Il sultano, dunque, convocò il suo consiglio privato e insomma, per farvela breve, manifestò il suo desiderio ai consiglieri, dicendo francamente che, se non avesse ottenuto presto la grazia di possedere Costanza, ne sarebbe sicuramente morto: gli trovassero dunque in fretta qualche rimedio per la sua vita.

Ognuno allora disse la sua, argomentando e sentenziando per ogni verso, adducendo sottilissime ragioni e parlando perfino di magia e d’impostura. Ma alla fine, per venire a una conclusione, non seppero trovar altro mezzo o altra via d’uscita che il matrimonio. S’accorsero però subito di una grave difficoltà (e con ragione, a dire il vero), dovuta all’enorme differenza tra le due legislazioni, e glielo dissero: «Nessun principe cristiano sarebbe mai contento di maritare sua figlia secondo i soavi precetti a noi insegnati dal nostro profeta Maometto.» […]
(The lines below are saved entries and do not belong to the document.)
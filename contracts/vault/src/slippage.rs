//! Slippage guard for deposit, mint, withdraw and redeem.
//!
//! The guard snapshots assets and supply before an operation and compares
//! the share price after it. Every rounding rule in [`crate::shares`] moves
//! the price up, so exact accounting never trips the guard. A price drop can
//! only come from the external protocol (value lost on supply or recall); if
//! it exceeds `max_slippage_bp` the operation fails and the host reverts it.

use soroban_sdk::{log, Env};

use crate::errors::VaultError;
use crate::reserve::BPS_DENOMINATOR;
use crate::shares::{mul_div, to_assets, Rounding, VIRTUAL_ASSETS, VIRTUAL_SHARES};

#[derive(Clone, Copy, Debug, Eq, PartialEq)]
pub struct SlippageGuard {
    assets_before: i128,
    shares_before: i128,
    max_slippage_bp: u32,
}

impl SlippageGuard {
    pub fn new(assets_before: i128, shares_before: i128, max_slippage_bp: u32) -> Self {
        Self {
            assets_before,
            shares_before,
            max_slippage_bp,
        }
    }

    /// Checks the post-state against the snapshot.
    ///
    /// The pre-state supply (plus the virtual share) is valued at the
    /// post-state price through the redeem formula; it must be worth at
    /// least its pre-state backing less the tolerance.
    pub fn check(&self, env: &Env, assets_after: i128, shares_after: i128) -> Result<(), VaultError> {
        let supply_before = self
            .shares_before
            .checked_add(VIRTUAL_SHARES)
            .ok_or(VaultError::ArithmeticOverflow)?;
        let expected = self
            .assets_before
            .checked_add(VIRTUAL_ASSETS)
            .ok_or(VaultError::ArithmeticOverflow)?;

        let realized = to_assets(supply_before, assets_after, shares_after, Rounding::Floor)?;
        let floor = mul_div(
            expected,
            BPS_DENOMINATOR - self.max_slippage_bp as i128,
            BPS_DENOMINATOR,
            Rounding::Ceil,
        )?;

        if realized < floor {
            log!(
                env,
                "share price slipped: {} realized against {} expected",
                realized,
                expected
            );
            return Err(VaultError::SlippageExceeded);
        }
        Ok(())
    }
}

#[cfg(test)]
mod test {
    use super::*;
    use crate::shares::to_shares;

    #[test]
    fn exact_deposit_passes_with_zero_tolerance() {
        let env = Env::default();
        let guard = SlippageGuard::new(1050, 1000, 0);
        let minted = to_shares(1050, 1050, 1000, Rounding::Floor).unwrap();
        assert_eq!(guard.check(&env, 2100, 1000 + minted), Ok(()));
    }

    #[test]
    fn exact_withdraw_passes_with_zero_tolerance() {
        let env = Env::default();
        let guard = SlippageGuard::new(1050, 1000, 0);
        let burned = to_shares(333, 1050, 1000, Rounding::Ceil).unwrap();
        assert_eq!(guard.check(&env, 1050 - 333, 1000 - burned), Ok(()));
    }

    #[test]
    fn lossy_deposit_is_rejected() {
        let env = Env::default();
        let guard = SlippageGuard::new(1000, 1000, 50);
        // 1000 deposited, 1000 shares minted, only 980 credited
        assert_eq!(guard.check(&env, 1980, 2000), Err(VaultError::SlippageExceeded));
    }

    #[test]
    fn loss_within_tolerance_passes() {
        let env = Env::default();
        let guard = SlippageGuard::new(1000, 1000, 100);
        assert_eq!(guard.check(&env, 1996, 2000), Ok(()));
    }
}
A che serve indugiare oltre? Basti dirvi che per mezzo di trattative e d’ambasciate, con la mediazione del papa, di tutta la Chiesa e di tutta la nobiltà, fu stabilito, a detrimento del maomettismo e a vantaggio della diletta legge di Cristo, quanto segue: che il sultano e i suoi baroni e tutti i suoi sudditi si sarebbero fatti cristiani, ed egli avrebbe avuto Costanza in matrimonio. […] Certo è che ad accompagnarla furono mandati vescovi, baroni, dame, cavalieri di gran nome ed altri illustri personaggi. […] I cristiani intanto toccarono terra in Siria, con un grandioso corteo solenne. […] Immensa fu la folla e splendido lo sfarzo dei siriani e dei romani al momento dell’incontro. […] Venne poi il giorno in cui la vecchia sultana ordinò, come aveva promesso, una gran festa.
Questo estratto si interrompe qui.